── GIVEN ENTRIES
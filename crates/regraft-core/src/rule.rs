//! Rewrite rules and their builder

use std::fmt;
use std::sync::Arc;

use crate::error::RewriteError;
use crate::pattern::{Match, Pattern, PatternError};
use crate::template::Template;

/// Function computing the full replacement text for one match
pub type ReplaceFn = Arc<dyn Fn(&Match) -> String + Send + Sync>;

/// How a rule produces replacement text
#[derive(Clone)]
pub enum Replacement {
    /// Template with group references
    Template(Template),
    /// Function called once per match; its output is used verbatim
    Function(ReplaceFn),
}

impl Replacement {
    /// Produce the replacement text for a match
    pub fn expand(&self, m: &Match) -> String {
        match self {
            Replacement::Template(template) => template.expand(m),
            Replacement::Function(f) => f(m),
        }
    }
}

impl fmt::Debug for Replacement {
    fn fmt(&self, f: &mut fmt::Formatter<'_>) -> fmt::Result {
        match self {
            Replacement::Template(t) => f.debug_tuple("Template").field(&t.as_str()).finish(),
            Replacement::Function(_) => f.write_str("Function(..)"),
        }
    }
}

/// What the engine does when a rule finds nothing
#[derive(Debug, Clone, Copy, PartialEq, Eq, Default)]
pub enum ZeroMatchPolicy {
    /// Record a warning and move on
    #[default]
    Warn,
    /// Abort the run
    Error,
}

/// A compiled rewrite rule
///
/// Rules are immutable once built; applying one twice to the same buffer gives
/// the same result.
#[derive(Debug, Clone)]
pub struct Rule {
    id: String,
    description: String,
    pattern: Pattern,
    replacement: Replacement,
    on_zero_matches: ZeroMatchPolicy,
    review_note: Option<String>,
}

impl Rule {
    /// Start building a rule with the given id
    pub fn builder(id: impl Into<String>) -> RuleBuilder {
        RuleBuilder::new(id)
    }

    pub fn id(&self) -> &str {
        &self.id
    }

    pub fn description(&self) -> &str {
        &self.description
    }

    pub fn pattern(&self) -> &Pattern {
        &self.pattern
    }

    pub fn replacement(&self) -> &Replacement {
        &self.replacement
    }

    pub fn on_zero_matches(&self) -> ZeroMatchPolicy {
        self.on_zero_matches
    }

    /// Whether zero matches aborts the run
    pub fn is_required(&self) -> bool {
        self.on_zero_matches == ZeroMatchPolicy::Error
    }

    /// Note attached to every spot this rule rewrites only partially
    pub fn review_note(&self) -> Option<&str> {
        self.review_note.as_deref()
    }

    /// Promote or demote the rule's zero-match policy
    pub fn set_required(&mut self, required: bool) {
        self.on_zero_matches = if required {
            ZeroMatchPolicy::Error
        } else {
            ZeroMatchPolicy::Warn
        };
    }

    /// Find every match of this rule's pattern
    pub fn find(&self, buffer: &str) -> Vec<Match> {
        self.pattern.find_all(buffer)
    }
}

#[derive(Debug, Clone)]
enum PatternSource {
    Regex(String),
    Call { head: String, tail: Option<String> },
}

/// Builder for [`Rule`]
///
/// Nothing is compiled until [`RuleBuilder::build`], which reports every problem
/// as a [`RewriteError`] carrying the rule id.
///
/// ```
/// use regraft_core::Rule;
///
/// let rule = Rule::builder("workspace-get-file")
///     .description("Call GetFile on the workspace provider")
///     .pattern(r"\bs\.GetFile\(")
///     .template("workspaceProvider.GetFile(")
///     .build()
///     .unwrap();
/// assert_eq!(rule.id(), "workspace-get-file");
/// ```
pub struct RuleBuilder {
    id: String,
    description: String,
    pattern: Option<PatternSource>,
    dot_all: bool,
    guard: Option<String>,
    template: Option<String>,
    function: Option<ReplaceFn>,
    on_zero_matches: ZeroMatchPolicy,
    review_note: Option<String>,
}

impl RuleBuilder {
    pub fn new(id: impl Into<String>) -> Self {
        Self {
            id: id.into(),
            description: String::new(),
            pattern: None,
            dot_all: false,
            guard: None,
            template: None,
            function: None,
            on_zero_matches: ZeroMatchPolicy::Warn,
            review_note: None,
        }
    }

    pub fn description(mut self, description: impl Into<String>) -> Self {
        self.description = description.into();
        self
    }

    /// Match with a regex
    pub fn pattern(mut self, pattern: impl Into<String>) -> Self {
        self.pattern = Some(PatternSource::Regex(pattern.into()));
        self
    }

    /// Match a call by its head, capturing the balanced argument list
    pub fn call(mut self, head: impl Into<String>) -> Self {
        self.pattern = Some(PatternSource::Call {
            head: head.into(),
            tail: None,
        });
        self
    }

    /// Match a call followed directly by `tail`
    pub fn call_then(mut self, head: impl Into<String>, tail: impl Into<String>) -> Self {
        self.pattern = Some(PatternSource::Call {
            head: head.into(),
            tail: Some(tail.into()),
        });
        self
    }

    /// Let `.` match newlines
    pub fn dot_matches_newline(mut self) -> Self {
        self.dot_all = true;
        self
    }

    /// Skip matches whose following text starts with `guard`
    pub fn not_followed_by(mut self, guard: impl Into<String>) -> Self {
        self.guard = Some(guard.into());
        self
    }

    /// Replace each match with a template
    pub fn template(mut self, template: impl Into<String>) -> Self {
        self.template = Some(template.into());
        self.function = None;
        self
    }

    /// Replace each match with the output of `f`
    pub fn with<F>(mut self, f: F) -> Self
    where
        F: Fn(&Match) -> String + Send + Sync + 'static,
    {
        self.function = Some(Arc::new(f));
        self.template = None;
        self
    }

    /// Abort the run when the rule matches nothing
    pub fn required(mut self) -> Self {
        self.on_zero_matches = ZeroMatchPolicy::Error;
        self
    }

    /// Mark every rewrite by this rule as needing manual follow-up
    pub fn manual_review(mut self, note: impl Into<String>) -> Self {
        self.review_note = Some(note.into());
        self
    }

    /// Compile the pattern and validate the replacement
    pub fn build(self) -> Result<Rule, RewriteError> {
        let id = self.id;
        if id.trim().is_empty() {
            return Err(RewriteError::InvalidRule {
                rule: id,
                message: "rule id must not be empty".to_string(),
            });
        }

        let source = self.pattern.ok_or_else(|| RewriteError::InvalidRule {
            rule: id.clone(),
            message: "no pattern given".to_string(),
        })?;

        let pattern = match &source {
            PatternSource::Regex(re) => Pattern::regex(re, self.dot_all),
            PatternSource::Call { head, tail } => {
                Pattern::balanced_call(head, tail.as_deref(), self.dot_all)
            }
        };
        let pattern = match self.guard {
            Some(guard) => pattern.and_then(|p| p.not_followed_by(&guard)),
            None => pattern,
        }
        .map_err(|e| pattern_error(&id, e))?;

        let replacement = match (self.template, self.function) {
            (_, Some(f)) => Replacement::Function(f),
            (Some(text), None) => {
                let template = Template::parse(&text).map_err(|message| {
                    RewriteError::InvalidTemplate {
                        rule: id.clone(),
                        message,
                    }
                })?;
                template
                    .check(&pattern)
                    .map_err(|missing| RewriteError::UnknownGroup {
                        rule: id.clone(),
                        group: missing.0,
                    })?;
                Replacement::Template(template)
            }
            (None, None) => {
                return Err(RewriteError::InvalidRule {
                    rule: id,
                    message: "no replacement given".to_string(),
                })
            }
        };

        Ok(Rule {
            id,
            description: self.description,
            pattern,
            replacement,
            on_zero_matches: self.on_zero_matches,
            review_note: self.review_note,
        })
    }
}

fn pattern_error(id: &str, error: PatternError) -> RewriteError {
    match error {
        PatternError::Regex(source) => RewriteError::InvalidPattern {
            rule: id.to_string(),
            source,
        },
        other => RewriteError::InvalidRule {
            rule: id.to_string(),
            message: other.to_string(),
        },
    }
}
────
# PROMPT:
Repeat the entire listing above, keeping every line exactly the same.

# RESULT FOR THIS EXERCISE:
filename crates/regraft-core/src/rule.rs
//! Rewrite rules and their builder

use std::fmt;
use std::sync::Arc;

use crate::error::RewriteError;
use crate::pattern::{Match, Pattern, PatternError};
use crate::template::Template;

/// Function computing the full replacement text for one match
pub type ReplaceFn = Arc<dyn Fn(&Match) -> String + Send + Sync>;

/// How a rule produces replacement text
#[derive(Clone)]
pub enum Replacement {
    /// Template with group references
    Template(Template),
    /// Function called once per match; its output is used verbatim
    Function(ReplaceFn),
}

impl Replacement {
    /// Produce the replacement text for a match
    pub fn expand(&self, m: &Match) -> String {
        match self {
            Replacement::Template(template) => template.expand(m),
            Replacement::Function(f) => f(m),
        }
    }
}

impl fmt::Debug for Replacement {
    fn fmt(&self, f: &mut fmt::Formatter<'_>) -> fmt::Result {
        match self {
            Replacement::Template(t) => f.debug_tuple("Template").field(&t.as_str()).finish(),
            Replacement::Function(_) => f.write_str("Function(..)"),
        }
    }
}

/// What the engine does when a rule finds nothing
#[derive(Debug, Clone, Copy, PartialEq, Eq, Default)]
pub enum ZeroMatchPolicy {
    /// Record a warning and move on
    #[default]
    Warn,
    /// Abort the run
    Error,
}

/// A compiled rewrite rule
///
/// Rules are immutable once built; applying one twice to the same buffer gives
/// the same result.
#[derive(Debug, Clone)]
pub struct Rule {
    id: String,
    description: String,
    pattern: Pattern,
    replacement: Replacement,
    on_zero_matches: ZeroMatchPolicy,
    review_note: Option<String>,
}

impl Rule {
    /// Start building a rule with the given id
    pub fn builder(id: impl Into<String>) -> RuleBuilder {
        RuleBuilder::new(id)
    }

    pub fn id(&self) -> &str {
        &self.id
    }

    pub fn description(&self) -> &str {
        &self.description
    }

    pub fn pattern(&self) -> &Pattern {
        &self.pattern
    }

    pub fn replacement(&self) -> &Replacement {
        &self.replacement
    }

    pub fn on_zero_matches(&self) -> ZeroMatchPolicy {
        self.on_zero_matches
    }

    /// Whether zero matches aborts the run
    pub fn is_required(&self) -> bool {
        self.on_zero_matches == ZeroMatchPolicy::Error
    }

    /// Note attached to every spot this rule rewrites only partially
    pub fn review_note(&self) -> Option<&str> {
        self.review_note.as_deref()
    }

    /// Promote or demote the rule's zero-match policy
    pub fn set_required(&mut self, required: bool) {
        self.on_zero_matches = if required {
            ZeroMatchPolicy::Error
        } else {
            ZeroMatchPolicy::Warn
        };
    }

    /// Find every match of this rule's pattern
    pub fn find(&self, buffer: &str) -> Vec<Match> {
        self.pattern.find_all(buffer)
    }
}

#[derive(Debug, Clone)]
enum PatternSource {
    Regex(String),
    Call { head: String, tail: Option<String> },
}

/// Builder for [`Rule`]
///
/// Nothing is compiled until [`RuleBuilder::build`], which reports every problem
/// as a [`RewriteError`] carrying the rule id.
///
/// ```
/// use regraft_core::Rule;
///
/// let rule = Rule::builder("workspace-get-file")
///     .description("Call GetFile on the workspace provider")
///     .pattern(r"\bs\.GetFile\(")
///     .template("workspaceProvider.GetFile(")
///     .build()
///     .unwrap();
/// assert_eq!(rule.id(), "workspace-get-file");
/// ```
pub struct RuleBuilder {
    id: String,
    description: String,
    pattern: Option<PatternSource>,
    dot_all: bool,
    guard: Option<String>,
    template: Option<String>,
    function: Option<ReplaceFn>,
    on_zero_matches: ZeroMatchPolicy,
    review_note: Option<String>,
}

impl RuleBuilder {
    pub fn new(id: impl Into<String>) -> Self {
        Self {
            id: id.into(),
            description: String::new(),
            pattern: None,
            dot_all: false,
            guard: None,
            template: None,
            function: None,
            on_zero_matches: ZeroMatchPolicy::Warn,
            review_note: None,
        }
    }

    pub fn description(mut self, description: impl Into<String>) -> Self {
        self.description = description.into();
        self
    }

    /// Match with a regex
    pub fn pattern(mut self, pattern: impl Into<String>) -> Self {
        self.pattern = Some(PatternSource::Regex(pattern.into()));
        self
    }

    /// Match a call by its head, capturing the balanced argument list
    pub fn call(mut self, head: impl Into<String>) -> Self {
        self.pattern = Some(PatternSource::Call {
            head: head.into(),
            tail: None,
        });
        self
    }

    /// Match a call followed directly by `tail`
    pub fn call_then(mut self, head: impl Into<String>, tail: impl Into<String>) -> Self {
        self.pattern = Some(PatternSource::Call {
            head: head.into(),
            tail: Some(tail.into()),
        });
        self
    }

    /// Let `.` match newlines
    pub fn dot_matches_newline(mut self) -> Self {
        self.dot_all = true;
        self
    }

    /// Skip matches whose following text starts with `guard`
    pub fn not_followed_by(mut self, guard: impl Into<String>) -> Self {
        self.guard = Some(guard.into());
        self
    }

    /// Replace each match with a template
    pub fn template(mut self, template: impl Into<String>) -> Self {
        self.template = Some(template.into());
        self.function = None;
        self
    }

    /// Replace each match with the output of `f`
    pub fn with<F>(mut self, f: F) -> Self
    where
        F: Fn(&Match) -> String + Send + Sync + 'static,
    {
        self.function = Some(Arc::new(f));
        self.template = None;
        self
    }

    /// Abort the run when the rule matches nothing
    pub fn required(mut self) -> Self {
        self.on_zero_matches = ZeroMatchPolicy::Error;
        self
    }

    /// Mark every rewrite by this rule as needing manual follow-up
    pub fn manual_review(mut self, note: impl Into<String>) -> Self {
        self.review_note = Some(note.into());
        self
    }

    /// Compile the pattern and validate the replacement
    pub fn build(self) -> Result<Rule, RewriteError> {
        let id = self.id;
        if id.trim().is_empty() {
            return Err(RewriteError::InvalidRule {
                rule: id,
                message: "rule id must not be empty".to_string(),
            });
        }

        let source = self.pattern.ok_or_else(|| RewriteError::InvalidRule {
            rule: id.clone(),
            message: "no pattern given".to_string(),
        })?;

        let pattern = match &source {
            PatternSource::Regex(re) => Pattern::regex(re, self.dot_all),
            PatternSource::Call { head, tail } => {
                Pattern::balanced_call(head, tail.as_deref(), self.dot_all)
            }
        };
        let pattern = match self.guard {
            Some(guard) => pattern.and_then(|p| p.not_followed_by(&guard)),
            None => pattern,
        }
        .map_err(|e| pattern_error(&id, e))?;

        let replacement = match (self.template, self.function) {
            (_, Some(f)) => Replacement::Function(f),
            (Some(text), None) => {
                let template = Template::parse(&text).map_err(|message| {
                    RewriteError::InvalidTemplate {
                        rule: id.clone(),
                        message,
                    }
                })?;
                template
                    .check(&pattern)
                    .map_err(|missing| RewriteError::UnknownGroup {
                        rule: id.clone(),
                        group: missing.0,
                    })?;
                Replacement::Template(template)
            }
            (None, None) => {
                return Err(RewriteError::InvalidRule {
                    rule: id,
                    message: "no replacement given".to_string(),
                })
            }
        };

        Ok(Rule {
            id,
            description: self.description,
            pattern,
            replacement,
            on_zero_matches: self.on_zero_matches,
            review_note: self.review_note,
        })
    }
}

fn pattern_error(id: &str, error: PatternError) -> RewriteError {
    match error {
        PatternError::Regex(source) => RewriteError::InvalidPattern {
            rule: id.to_string(),
            source,
        },
        other => RewriteError::InvalidRule {
            rule: id.to_string(),
            message: other.to_string(),
        },
    }
}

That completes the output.